The Capital Hotels, Apartments, and Resorts
- Company type: Private
- Industry: Hospitality
- Founded: 2008
- Founder: Marc Wachsberger
- Headquarters: Sandton, South Africa
- Number of locations: 12
- Area served: South Africa
- Key people: Marc Wachsberger (CEO)
- Products: Hotels, serviced apartments
- Website: thecapital.co.za

= The Capital Hotels & Apartments =

The Capital Hotels, Apartments, and Resorts (also known as The Capital Hotel Group) is a South African hotel chain offering serviced apartments and hotel accommodation. The company was founded in 2008 by Marc Wachsberger and is headquartered in Sandton, Johannesburg.
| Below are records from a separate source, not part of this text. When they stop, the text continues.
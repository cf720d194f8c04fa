//! Storage layer for blocklog.
//!
//! This module provides the block-level foundation the logging layer is
//! built on. Key components:
//!
//! - **BlockDevice**: synchronous fixed-size (1KB) block I/O, with a
//!   file-backed implementation for disk images
//! - **Superblock**: on-disk volume geometry, read once at mount
//! - **BufferCache**: fixed pool of in-memory block copies, hash-sharded
//!   into independently locked buckets, with per-block exclusive access
//!
//! Durability across crashes is the redo log's job (see [`crate::wal`]);
//! this layer only promises that a flushed block is on stable storage
//! before the call returns.

pub mod buffer;
pub mod disk;
pub mod error;
pub mod superblock;

pub use buffer::{BlockId, BufferCache, BufferGuard, BUCKET_COUNT, DEFAULT_POOL_FRAMES};
pub use disk::{BlockDevice, DeviceId, FileDevice, BLOCK_SIZE};
pub use error::{StorageError, StorageResult};
pub use superblock::{Superblock, SUPERBLOCK_BLOCK, SUPERBLOCK_MAGIC};
//! Redo-log header.
//!
//! The header is the first block of the on-disk log region and doubles as
//! the in-memory record of the open transaction: an ordered list of home
//! block numbers, one per staged log slot. Writing a non-empty header to
//! disk is what commits a transaction; writing an empty one erases it.

use crate::storage::disk::BLOCK_SIZE;
use crate::storage::error::{StorageError, StorageResult};
use byteorder::{ByteOrder, LittleEndian};

/// Most blocks a single transaction can touch, bounded by the header
/// encoding. The effective limit also depends on the log region size.
pub const LOG_CAPACITY: usize = 30;

/// Ordered list of home block numbers for the active transaction.
///
/// A block number appears at most once: a repeated write is absorbed into
/// the existing entry, since commit reads the latest payload from the
/// cache anyway.
#[derive(Debug, Clone, Default, PartialEq, Eq)]
pub struct LogHeader {
    blocks: Vec<u32>,
}

impl LogHeader {
    pub fn new() -> Self {
        Self { blocks: Vec::new() }
    }

    pub fn len(&self) -> usize {
        self.blocks.len()
    }

    pub fn is_empty(&self) -> bool {
        self.blocks.is_empty()
    }

    /// Home block numbers in log-slot order.
    pub fn blocks(&self) -> &[u32] {
        &self.blocks
    }

    pub fn clear(&mut self) {
        self.blocks.clear();
    }

    /// Record a write to `block`. Returns true when the block was newly
    /// appended, false when an existing entry absorbed the write.
    pub fn absorb(&mut self, block: u32) -> bool {
        if self.blocks.contains(&block) {
            return false;
        }
        assert!(self.blocks.len() < LOG_CAPACITY, "log header full");
        self.blocks.push(block);
        true
    }

    /// Serialize into a header block: count, then one slot per entry,
    /// unused slots zeroed.
    pub fn encode(&self, buf: &mut [u8; BLOCK_SIZE]) {
        LittleEndian::write_i32(&mut buf[0..4], self.blocks.len() as i32);
        for i in 0..LOG_CAPACITY {
            let v = self.blocks.get(i).copied().unwrap_or(0);
            LittleEndian::write_u32(&mut buf[4 + i * 4..8 + i * 4], v);
        }
    }

    /// Deserialize a header block, rejecting counts that could not have
    /// been written by a log of the given capacity.
    pub fn decode(buf: &[u8; BLOCK_SIZE], capacity: usize) -> StorageResult<Self> {
        let count = LittleEndian::read_i32(&buf[0..4]);
        if count < 0 || count as usize > capacity {
            return Err(StorageError::CorruptLogHeader { count, capacity });
        }
        let mut blocks = Vec::with_capacity(count as usize);
        for i in 0..count as usize {
            blocks.push(LittleEndian::read_u32(&buf[4 + i * 4..8 + i * 4]));
        }
        Ok(Self { blocks })
    }
}
#[cfg(test)]
mod tests {
    use super::*;
    use crate::storage::disk::{BlockDevice, FileDevice, BLOCK_SIZE};
    use std::sync::mpsc;
    use std::sync::Arc;
    use std::thread;
    use std::time::Duration;
    use tempfile::{tempdir, TempDir};

    const DEV: DeviceId = DeviceId(0);

    struct Harness {
        _dir: TempDir,
        device: Arc<FileDevice>,
        superblock: Superblock,
        cache: BufferCache,
        wal: Arc<WalManager>,
    }

    fn setup(total: u32, log_blocks: u32, pool: usize, max_op_blocks: usize) -> Result<Harness> {
        let dir = tempdir()?;
        let device = Arc::new(FileDevice::create(&dir.path().join("test.img"), total)?);
        let superblock = Superblock::for_geometry(total, log_blocks)?;
        superblock.write(&*device)?;

        let cache = BufferCache::new(vec![device.clone()], pool);
        let wal = Arc::new(WalManager::new(
            cache.clone(),
            DEV,
            &superblock,
            WalConfig { max_op_blocks },
        )?);

        Ok(Harness {
            _dir: dir,
            device,
            superblock,
            cache,
            wal,
        })
    }

    fn read_raw(device: &FileDevice, block: u32) -> [u8; BLOCK_SIZE] {
        let mut buf = [0u8; BLOCK_SIZE];
        device.read_block(block, &mut buf).unwrap();
        buf
    }

    #[test]
    fn test_commit_installs_home_blocks() -> Result<()> {
        let h = setup(64, 10, 16, 4)?;
        let home = h.superblock.data_start;

        let op = h.wal.begin();
        {
            let mut guard = h.cache.acquire(DEV, home)?;
            guard[0] = 0xab;
            guard[1] = 0xcd;
            op.write(&guard);
        }
        // Nothing reaches the device until the bracket closes.
        assert_eq!(read_raw(&h.device, home)[0], 0);
        op.end()?;

        let raw = read_raw(&h.device, home);
        assert_eq!(raw[0], 0xab);
        assert_eq!(raw[1], 0xcd);

        // The transaction record is erased after install.
        let head = LogHeader::decode(&read_raw(&h.device, h.superblock.log_start), LOG_CAPACITY)?;
        assert!(head.is_empty());
        assert_eq!(h.wal.outstanding(), 0);

        Ok(())
    }

    #[test]
    fn test_absorption_collapses_repeated_writes() -> Result<()> {
        let h = setup(64, 10, 16, 8)?;
        let d = |n: u32| h.superblock.data_start + n;

        let op = h.wal.begin();
        {
            let mut guard = h.cache.acquire(DEV, d(5))?;
            guard.fill(0x11);
            op.write(&guard);
        }
        {
            let mut guard = h.cache.acquire(DEV, d(9))?;
            guard.fill(0x22);
            op.write(&guard);
        }
        {
            // Second write to the same block: absorbed, latest payload wins.
            let mut guard = h.cache.acquire(DEV, d(5))?;
            guard.fill(0x33);
            op.write(&guard);
        }
        {
            let mut guard = h.cache.acquire(DEV, d(12))?;
            guard.fill(0x44);
            op.write(&guard);
        }

        assert_eq!(h.wal.logged_blocks(), vec![d(5), d(9), d(12)]);
        op.end()?;

        assert!(read_raw(&h.device, d(5)).iter().all(|&b| b == 0x33));
        assert!(read_raw(&h.device, d(9)).iter().all(|&b| b == 0x22));
        assert!(read_raw(&h.device, d(12)).iter().all(|&b| b == 0x44));

        Ok(())
    }

    #[test]
    fn test_commit_only_after_last_outstanding_op() -> Result<()> {
        let h = setup(64, 10, 16, 4)?;
        let home = h.superblock.data_start + 1;

        let op_a = h.wal.begin();
        let op_b = h.wal.begin();

        {
            let mut guard = h.cache.acquire(DEV, home)?;
            guard[0] = 7;
            op_a.write(&guard);
        }
        op_a.end()?;

        // One operation is still open, so the group has not committed.
        assert_eq!(read_raw(&h.device, home)[0], 0);
        assert_eq!(h.wal.outstanding(), 1);

        op_b.end()?;
        assert_eq!(read_raw(&h.device, home)[0], 7);

        Ok(())
    }

    #[test]
    fn test_empty_operation_commits_nothing() -> Result<()> {
        let h = setup(64, 10, 16, 4)?;

        let op = h.wal.begin();
        op.end()?;

        assert_eq!(h.wal.outstanding(), 0);
        assert!(h.wal.logged_blocks().is_empty());

        // The log is still usable afterwards.
        let op = h.wal.begin();
        {
            let mut guard = h.cache.acquire(DEV, h.superblock.data_start)?;
            guard[0] = 1;
            op.write(&guard);
        }
        op.end()?;
        assert_eq!(read_raw(&h.device, h.superblock.data_start)[0], 1);

        Ok(())
    }

    #[test]
    fn test_recovery_replays_committed_header() -> Result<()> {
        let dir = tempdir()?;
        let device = Arc::new(FileDevice::create(&dir.path().join("test.img"), 64)?);
        let superblock = Superblock::for_geometry(64, 10)?;
        superblock.write(&*device)?;

        let home_a = superblock.data_start;
        let home_b = superblock.data_start + 3;

        // Crash image: staged payloads and a written header, but the
        // install never ran.
        let mut staged = [0u8; BLOCK_SIZE];
        staged.fill(0x5a);
        device.write_block(superblock.log_start + 1, &staged)?;
        staged.fill(0x6b);
        device.write_block(superblock.log_start + 2, &staged)?;

        let mut header = LogHeader::new();
        header.absorb(home_a);
        header.absorb(home_b);
        let mut head_block = [0u8; BLOCK_SIZE];
        header.encode(&mut head_block);
        device.write_block(superblock.log_start, &head_block)?;

        // Mounting replays the transaction.
        let cache = BufferCache::new(vec![device.clone()], 16);
        let _wal = WalManager::new(cache, DEV, &superblock, WalConfig::default())?;

        assert!(read_raw(&device, home_a).iter().all(|&b| b == 0x5a));
        assert!(read_raw(&device, home_b).iter().all(|&b| b == 0x6b));
        let head = LogHeader::decode(&read_raw(&device, superblock.log_start), LOG_CAPACITY)?;
        assert!(head.is_empty());

        Ok(())
    }

    #[test]
    fn test_recovery_discards_unheadered_writes() -> Result<()> {
        let dir = tempdir()?;
        let device = Arc::new(FileDevice::create(&dir.path().join("test.img"), 64)?);
        let superblock = Superblock::for_geometry(64, 10)?;
        superblock.write(&*device)?;

        let home = superblock.data_start;
        let mut original = [0u8; BLOCK_SIZE];
        original.fill(0x77);
        device.write_block(home, &original)?;

        // Crash image: payload staged into a log slot, but the crash hit
        // before the header write. The transaction never happened.
        let mut staged = [0u8; BLOCK_SIZE];
        staged.fill(0x99);
        device.write_block(superblock.log_start + 1, &staged)?;

        let cache = BufferCache::new(vec![device.clone()], 16);
        let _wal = WalManager::new(cache, DEV, &superblock, WalConfig::default())?;

        assert!(read_raw(&device, home).iter().all(|&b| b == 0x77));

        Ok(())
    }

    #[test]
    fn test_begin_blocks_under_capacity_pressure() -> Result<()> {
        // Capacity 6, reservations of 3: two open operations use up the
        // worst-case reservation and a third must wait for the commit.
        let h = setup(64, 7, 16, 3)?;

        let op1 = h.wal.begin();
        let op2 = h.wal.begin();
        {
            let mut guard = h.cache.acquire(DEV, h.superblock.data_start)?;
            guard[0] = 1;
            op1.write(&guard);
        }

        let (admitted_tx, admitted_rx) = mpsc::channel();
        let waiter = {
            let wal = h.wal.clone();
            thread::spawn(move || {
                let op3 = wal.begin();
                admitted_tx.send(()).unwrap();
                op3.end().unwrap();
            })
        };

        thread::sleep(Duration::from_millis(50));
        assert!(
            admitted_rx.try_recv().is_err(),
            "operation admitted past the reservation limit"
        );

        op1.end()?;
        op2.end()?;
        admitted_rx
            .recv_timeout(Duration::from_secs(5))
            .expect("waiter was never admitted after the commit");
        waiter.join().unwrap();

        Ok(())
    }

    #[test]
    #[should_panic(expected = "transaction too large")]
    fn test_oversized_transaction_panics() {
        // Capacity 4; a single operation logging a fifth distinct block is
        // a protocol violation, not something to truncate quietly.
        let h = setup(64, 5, 16, 4).unwrap();

        let op = h.wal.begin();
        for n in 0..5u32 {
            let mut guard = h.cache.acquire(DEV, h.superblock.data_start + n).unwrap();
            guard[0] = n as u8;
            op.write(&guard);
        }
    }

    #[test]
    fn test_rejects_unusable_reservation() -> Result<()> {
        let dir = tempdir()?;
        let device = Arc::new(FileDevice::create(&dir.path().join("test.img"), 64)?);
        let superblock = Superblock::for_geometry(64, 5)?;
        superblock.write(&*device)?;
        let cache = BufferCache::new(vec![device], 8);

        // Reservation larger than the whole log: no operation could ever
        // be admitted.
        let result = WalManager::new(cache, DEV, &superblock, WalConfig { max_op_blocks: 10 });
        assert!(result.is_err());

        Ok(())
    }

    #[test]
    fn test_concurrent_operations_commit_everything() -> Result<()> {
        let h = setup(128, 30, 32, 4)?;
        let threads = 4u32;
        let ops_per_thread = 8u32;

        let handles: Vec<_> = (0..threads)
            .map(|t| {
                let wal = h.wal.clone();
                let cache = h.cache.clone();
                let data_start = h.superblock.data_start;
                thread::spawn(move || {
                    for j in 0..ops_per_thread {
                        let block = data_start + t * ops_per_thread + j;
                        let op = wal.begin();
                        {
                            let mut guard = cache.acquire(DEV, block).unwrap();
                            guard.fill((t * ops_per_thread + j) as u8 + 1);
                            op.write(&guard);
                        }
                        op.end().unwrap();
                    }
                })
            })
            .collect();

        for handle in handles {
            handle.join().unwrap();
        }

        assert_eq!(h.wal.outstanding(), 0);
        assert!(h.wal.logged_blocks().is_empty());

        for n in 0..threads * ops_per_thread {
            let raw = read_raw(&h.device, h.superblock.data_start + n);
            assert!(raw.iter().all(|&b| b == n as u8 + 1), "block {} lost", n);
        }

        Ok(())
    }
}
//! Storage layer error types.

use thiserror::Error;

/// Errors that can occur in the storage layer.
#[derive(Error, Debug)]
pub enum StorageError {
    #[error("bad superblock magic: expected {expected:#010x}, found {found:#010x}")]
    BadMagic { expected: u32, found: u32 },

    #[error("inconsistent volume geometry: {0}")]
    BadGeometry(String),

    #[error("block {block} out of range (device has {total} blocks)")]
    BlockOutOfRange { block: u32, total: u32 },

    #[error("corrupt log header: count {count} exceeds capacity {capacity}")]
    CorruptLogHeader { count: i32, capacity: usize },

    #[error("IO error: {0}")]
    Io(#[from] std::io::Error),
}

/// Result type for storage operations.
pub type StorageResult<T> = Result<T, StorageError>;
It operates 12 properties across major South African cities including Johannesburg, Cape Town, Pretoria, Durban, and Mbombela.

== History ==
Marc Wachsberger established The Capital during the 2008 financial crisis. The group began by converting residential apartments into serviced hotel-style accommodation, aiming to reduce overheads and offer lower rates than traditional hotels.

By 2018, The Capital opened its flagship R500 million hotel, The Capital On The Park, in Sandton. During the COVID-19 pandemic, the group adapted its business model by offering long-stay apartments for isolation and remote working, and created recovery hotels for COVID-19 patients.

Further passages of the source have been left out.